Accounting Technicians Ireland is the leading professional body for Accounting Technicians on the island of Ireland.  They have over 10,000 members and students in the Republic of Ireland and in Northern Ireland.

The organisation was established in 1983.

Accounting Technicians Ireland is a non-profit organisation.  They are a partner body of Chartered Accountants Ireland and an associate member of the International Federation of Accountants (IFAC). They have offices in Dublin and Belfast and links with local college networks throughout Ireland.

Accounting Technicians Ireland is the trading name for the Institute of Accounting Technicians in Ireland Limited.

Qualifications
The Accounting Technicians Ireland qualification combines professional exams with practical work experience. The Accounting Technicians Ireland diploma is divided into two parts, each of which is a qualification in its own right:
 Certificate for Accounting Technicians (1 year)
 Diploma for Accounting Technicians (2 years)

The certificate and diploma are National Framework of Qualifications Level 6 qualifications. The certificate and diploma are recognised as Qualifications and Credit Framework(QCF) level 4 and level 5 qualifications, respectively, in the UK.

Students study for the ATI qualifications full or part-time (normally as part of an apprenticeship with an accountant or company) through a college, or since 2008, directly with the ATI.
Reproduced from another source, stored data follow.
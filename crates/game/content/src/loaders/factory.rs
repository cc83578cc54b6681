//! Content factory for building worlds from data files.

use std::path::{Path, PathBuf};

use crawl_core::{GameConfig, Item, UnitCatalog, World};

use crate::loaders::{ConfigLoader, ItemLoader, LoadResult, MapLoader, ModelLoader, Scenario};

/// Content factory that loads all game content from a data directory.
///
/// # Directory Structure
///
/// ```text
/// data_dir/
/// ├── config.toml
/// ├── units.ron
/// ├── items.ron
/// └── maps/
///     └── arena.ron
/// ```
pub struct ContentFactory {
    data_dir: PathBuf,
}

impl ContentFactory {
    /// Creates a new content factory pointing to a data directory.
    pub fn new(data_dir: impl Into<PathBuf>) -> Self {
        Self {
            data_dir: data_dir.into(),
        }
    }

    /// Factory over the data bundled with this crate.
    pub fn bundled() -> Self {
        Self::new(Path::new(env!("CARGO_MANIFEST_DIR")).join("data"))
    }

    /// Load game configuration from `config.toml`.
    pub fn load_config(&self) -> LoadResult<GameConfig> {
        let path = self.data_dir.join("config.toml");
        ConfigLoader::load(&path)
    }

    /// Load unit models from `units.ron`.
    pub fn load_models(&self) -> LoadResult<UnitCatalog> {
        let path = self.data_dir.join("units.ron");
        ModelLoader::load(&path)
    }

    /// Load item catalog from `items.ron`.
    pub fn load_items(&self) -> LoadResult<Vec<Item>> {
        let path = self.data_dir.join("items.ron");
        ItemLoader::load(&path)
    }

    /// Load a scenario from `maps/{map_name}.ron`.
    pub fn load_map(&self, map_name: &str) -> LoadResult<Scenario> {
        let path = self.data_dir.join("maps").join(format!("{}.ron", map_name));
        MapLoader::load(&path)
    }

    /// Load a scenario and populate it with units and items from this directory.
    pub fn load_world(&self, map_name: &str) -> LoadResult<World> {
        let scenario = self.load_map(map_name)?;
        let catalog = self.load_models()?;
        let items = self.load_items()?;
        scenario
            .build_world(catalog, &items)
            .map_err(|e| anyhow::anyhow!("Failed to build map '{}': {}", map_name, e))
    }

    /// Returns the data directory path.
    pub fn data_dir(&self) -> &Path {
        &self.data_dir
    }
}
//! Damage mitigation and application.

use crate::combat::death;
use crate::context::WorldContext;
use crate::event::SoundCue;
use crate::geometry::Position;
use crate::state::{MapObject, StatusEffectKind, Unit, UnitId};

// ============================================================================
// Mitigation
// ============================================================================

/// Fraction of incoming damage the defender shrugs off.
///
/// # Formula
///
/// ```text
/// ratio = sum(absorb of worn items)
///       + sum(block of worn shields)   if the source is in line
/// ratio = clamp(ratio, 0, 1)
/// ```
///
/// "In line" means the source shares a row or a column with the defender.
/// Diagonal attacks and sourceless damage never meet the shield.
pub fn mitigation(defender: &Unit, source: Option<Position>) -> f32 {
    let mut ratio = defender.equipment.absorb_ratio();
    if source.is_some_and(|position| position.is_in_line(defender.position)) {
        ratio += defender.equipment.block_ratio();
    }
    ratio.clamp(0.0, 1.0)
}

/// `round(base * (1 - ratio))`; never more than `base`.
pub fn mitigate(base: u32, ratio: f32) -> u32 {
    let adjusted = (base as f32 * (1.0 - ratio.clamp(0.0, 1.0))).round() as u32;
    adjusted.min(base)
}

// ============================================================================
// Application
// ============================================================================

/// Deals `base` damage from `source` (if any) to `target`.
///
/// Returns the life actually lost, which is at most the target's current
/// life. Both combatants enter combat, the target's Frozen effect shatters
/// and the hit flash is applied. A target brought to zero life goes through
/// the death pipeline before this returns. Damage to a unit that is no longer
/// on the map is ignored.
pub fn deal_damage(
    ctx: &mut WorldContext<'_>,
    base: u32,
    source: Option<UnitId>,
    target: UnitId,
) -> u32 {
    let source_position = source.and_then(|id| ctx.unit(id)).map(|unit| unit.position);
    let Some(defender) = ctx.world.unit_mut(target) else {
        return 0;
    };

    let adjusted = mitigate(base, mitigation(defender, source_position));
    let taken = defender.life.drain(adjusted);
    defender.damage_taken += u64::from(taken);
    defender.enter_combat();
    defender.effects.remove(StatusEffectKind::Frozen);
    defender.apply_effect(StatusEffectKind::Damaged, 1);
    let defender_name = defender.name.clone();
    let survived = defender.is_alive();

    let attacker_name = match source.and_then(|id| ctx.world.unit_mut(id)) {
        Some(attacker) => {
            attacker.damage_dealt += u64::from(taken);
            attacker.enter_combat();
            Some(attacker.name.clone())
        }
        None => None,
    };

    ctx.sound(if taken > 0 { SoundCue::Hit } else { SoundCue::Miss });
    match attacker_name {
        Some(attacker) => ctx.log(format!("{attacker} hits {defender_name} for {taken}")),
        None => ctx.log(format!("{defender_name} takes {taken} damage")),
    }
    tracing::trace!(source = ?source, target = %target, base, taken, "damage dealt");

    if !survived {
        death::kill(ctx, target, source);
    }
    taken
}

/// Damages a standing spawner at `position`.
///
/// Objects have no armour; the damage is clamped to the remaining life.
/// Returns the damage dealt, zero if nothing destructible stands there.
pub fn damage_object(
    ctx: &mut WorldContext<'_>,
    position: Position,
    base: u32,
    source: Option<UnitId>,
) -> u32 {
    let Some(spawner) = ctx
        .world
        .map
        .spawner_mut(position)
        .filter(|spawner| spawner.is_blocking())
    else {
        return 0;
    };
    let taken = spawner.life.drain(base);
    let destroyed = !spawner.is_blocking();

    if let Some(attacker) = source.and_then(|id| ctx.world.unit_mut(id)) {
        attacker.damage_dealt += u64::from(taken);
        attacker.enter_combat();
    }

    ctx.sound(SoundCue::Hit);
    ctx.log(format!("the spawner at {position} takes {taken} damage"));
    if destroyed {
        if let Some(objects) = ctx.world.map.objects_at_mut(position) {
            objects.retain(|object| !matches!(object, MapObject::Spawner(_)));
        }
        ctx.sound(SoundCue::Death);
        ctx.log(format!("the spawner at {position} crumbles"));
        tracing::info!(%position, "spawner destroyed");
    }
    taken
}

#[cfg(test)]
mod tests {
    use super::*;
    use crate::state::{EquipSlot, Faction, Item};

    fn defender(at: Position) -> Unit {
        Unit::new(UnitId(1), "defender", Faction::Enemy, at)
    }

    #[test]
    fn shield_needs_straight_line() {
        let mut unit = defender(Position::new(5, 5));
        unit.equip(Item::shield("kite shield", 0.5)).unwrap();

        assert_eq!(mitigation(&unit, Some(Position::new(5, 4))), 0.5);
        assert_eq!(mitigation(&unit, Some(Position::new(6, 4))), 0.0);
        assert_eq!(mitigation(&unit, None), 0.0);
    }

    #[test]
    fn ratio_is_clamped() {
        let mut unit = defender(Position::ORIGIN);
        unit.equip(Item::armor("plate", EquipSlot::Body, 0.8)).unwrap();
        unit.equip(Item::armor("helm", EquipSlot::Head, 0.5)).unwrap();
        unit.equip(Item::shield("tower", 0.6)).unwrap();

        assert_eq!(mitigation(&unit, Some(Position::new(0, 1))), 1.0);
        assert_eq!(mitigate(10, 1.0), 0);
    }

    #[test]
    fn mitigate_rounds_and_never_exceeds_base() {
        assert_eq!(mitigate(10, 0.5), 5);
        assert_eq!(mitigate(3, 0.5), 2);
        assert_eq!(mitigate(7, 0.0), 7);
        for base in 0..50 {
            for step in 0..=10 {
                assert!(mitigate(base, step as f32 / 10.0) <= base);
            }
        }
    }
}
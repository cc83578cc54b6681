//! A* pathfinding over a set of walkable cells.
//!
//! Movement is 4-directional with unit step cost and a Manhattan heuristic.
//! When several frontier nodes share the lowest `f = g + h`, one of them is
//! picked uniformly at random. This keeps a pack of monsters from all
//! funnelling into the same tie-broken corridor. Paths are therefore only
//! reproducible when the injected RNG is seeded.

use std::collections::{HashMap, HashSet};

use rand::{Rng, RngCore};

use crate::geometry::Position;

#[derive(Clone, Copy, Debug)]
struct Frontier {
    position: Position,
    g: u32,
    f: u32,
}

/// Finds a path from `start` to `goal` through `walkable`.
///
/// Returns the full sequence `start..=goal`, or an empty vector when the goal
/// cannot be reached. `start` itself does not have to be walkable (it is
/// usually occupied by the unit searching), but `goal` and every intermediate
/// cell must be.
pub fn find_path(
    start: Position,
    goal: Position,
    walkable: &HashSet<Position>,
    rng: &mut dyn RngCore,
) -> Vec<Position> {
    if start == goal {
        return vec![start];
    }
    if !walkable.contains(&goal) {
        return Vec::new();
    }

    let mut open = vec![Frontier {
        position: start,
        g: 0,
        f: start.manhattan(goal),
    }];
    let mut best_g: HashMap<Position, u32> = HashMap::from([(start, 0)]);
    let mut came_from: HashMap<Position, Position> = HashMap::new();
    let mut closed: HashSet<Position> = HashSet::new();

    while !open.is_empty() {
        let index = pick_lowest(&open, rng);
        let current = open.swap_remove(index);

        if current.position == goal {
            let path = reconstruct(&came_from, goal);
            tracing::trace!(?start, ?goal, len = path.len(), "path found");
            return path;
        }
        if !closed.insert(current.position) {
            continue;
        }

        for next in current.position.cardinal_neighbors() {
            if !walkable.contains(&next) || closed.contains(&next) {
                continue;
            }
            let g = current.g + 1;
            if best_g.get(&next).is_some_and(|&known| known <= g) {
                continue;
            }
            best_g.insert(next, g);
            came_from.insert(next, current.position);
            open.push(Frontier {
                position: next,
                g,
                f: g + next.manhattan(goal),
            });
        }
    }

    tracing::trace!(?start, ?goal, "no path");
    Vec::new()
}

/// Index of a uniformly chosen frontier node among those with minimal `f`.
fn pick_lowest(open: &[Frontier], rng: &mut dyn RngCore) -> usize {
    let lowest = open.iter().map(|n| n.f).min().unwrap_or(0);
    let tied: Vec<usize> = open
        .iter()
        .enumerate()
        .filter(|(_, n)| n.f == lowest)
        .map(|(i, _)| i)
        .collect();
    tied[rng.gen_range(0..tied.len())]
}

fn reconstruct(came_from: &HashMap<Position, Position>, goal: Position) -> Vec<Position> {
    let mut path = vec![goal];
    let mut current = goal;
    while let Some(&previous) = came_from.get(&current) {
        path.push(previous);
        current = previous;
    }
    path.reverse();
    path
}
use std::collections::{BTreeSet, HashMap, HashSet, VecDeque};

use crawl_core::{Map, Position, find_path};
use rand::SeedableRng;
use rand_chacha::ChaCha8Rng;

const MAZE: &str = "\
###########
#.........#
#.#####.#.#
#.#...#.#.#
#.#.#.#.#.#
#...#...#.#
#####.###.#
#.........#
###########";

/// Reference shortest distance by breadth-first search.
fn bfs_distance(start: Position, goal: Position, walkable: &HashSet<Position>) -> Option<usize> {
    let mut distance = HashMap::from([(start, 0usize)]);
    let mut queue = VecDeque::from([start]);
    while let Some(current) = queue.pop_front() {
        if current == goal {
            return distance.get(&current).copied();
        }
        let here = distance[&current];
        for next in current.cardinal_neighbors() {
            if walkable.contains(&next) && !distance.contains_key(&next) {
                distance.insert(next, here + 1);
                queue.push_back(next);
            }
        }
    }
    None
}

fn assert_valid(path: &[Position], start: Position, goal: Position, walkable: &HashSet<Position>) {
    assert_eq!(path.first(), Some(&start));
    assert_eq!(path.last(), Some(&goal));
    for pair in path.windows(2) {
        assert_eq!(pair[0].manhattan(pair[1]), 1, "steps are cardinal: {pair:?}");
        assert!(walkable.contains(&pair[1]), "{} is not walkable", pair[1]);
    }
}

#[test]
fn paths_through_a_maze_are_shortest() {
    let walkable = Map::from_ascii(MAZE).open_tiles();
    let start = Position::new(1, 1);
    let goals = [
        Position::new(3, 3),
        Position::new(5, 5),
        Position::new(9, 7),
        Position::new(1, 7),
    ];

    for seed in 0..8 {
        let mut rng = ChaCha8Rng::seed_from_u64(seed);
        for goal in goals {
            let path = find_path(start, goal, &walkable, &mut rng);
            let shortest = bfs_distance(start, goal, &walkable).expect("goal is reachable");
            assert_valid(&path, start, goal, &walkable);
            assert_eq!(path.len(), shortest + 1, "seed {seed}, goal {goal}");
        }
    }
}

#[test]
fn sealed_goals_yield_no_path() {
    let walkable = Map::from_ascii(MAZE).open_tiles();
    let mut rng = ChaCha8Rng::seed_from_u64(1);

    // Outside the walls.
    assert!(find_path(Position::new(1, 1), Position::new(0, 0), &walkable, &mut rng).is_empty());

    let mut cut = walkable.clone();
    cut.remove(&Position::new(1, 6));
    cut.remove(&Position::new(5, 6));
    cut.remove(&Position::new(9, 6));
    assert!(find_path(Position::new(1, 1), Position::new(3, 7), &cut, &mut rng).is_empty());
}

#[test]
fn start_equal_to_goal_is_a_single_tile() {
    let walkable = Map::from_ascii(MAZE).open_tiles();
    let mut rng = ChaCha8Rng::seed_from_u64(1);
    let here = Position::new(5, 5);

    assert_eq!(find_path(here, here, &walkable, &mut rng), vec![here]);
}

#[test]
fn same_seed_same_path() {
    let walkable = Map::new(crawl_core::MapDimensions::new(12, 12)).open_tiles();
    let start = Position::new(0, 0);
    let goal = Position::new(11, 11);

    let first = find_path(start, goal, &walkable, &mut ChaCha8Rng::seed_from_u64(99));
    let second = find_path(start, goal, &walkable, &mut ChaCha8Rng::seed_from_u64(99));

    assert_eq!(first, second);
    assert_eq!(first.len(), 23);
}

#[test]
fn ties_are_broken_randomly() {
    let walkable = Map::new(crawl_core::MapDimensions::new(6, 6)).open_tiles();
    let start = Position::new(0, 0);
    let goal = Position::new(5, 5);

    let mut distinct = BTreeSet::new();
    for seed in 0..32 {
        let path = find_path(start, goal, &walkable, &mut ChaCha8Rng::seed_from_u64(seed));
        assert_valid(&path, start, goal, &walkable);
        assert_eq!(path.len(), 11);
        distinct.insert(path);
    }

    // 252 shortest paths exist; a fixed tie-break would find only one.
    assert!(distinct.len() > 1, "only {} distinct path(s)", distinct.len());
}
Members of the Accounting Technicians Ireland body are entitled to use the letters MIATI after their name.  After eight years, members may be eligible to apply for fellow membership, who use the designation FIATI after their name. Other professional accountancy bodies recognise the qualification and offer exemptions from their examinations to Accounting Technicians Ireland graduates.

Students who complete the diploma can transfer to third year of some business, accounting, and finance degrees in DBS, IPA, Institute of Technology, Sligo, Waterford Institute of Technology, and CIT.

History

Organisational structure
Accounting Technicians Ireland is managed and operated by a board of directors and 26 executive staff.  The board of directors is made up of eight directors and a secretary.  Four directors are elected members, and the others  are nominated by their partner body, Chartered Accountants Ireland.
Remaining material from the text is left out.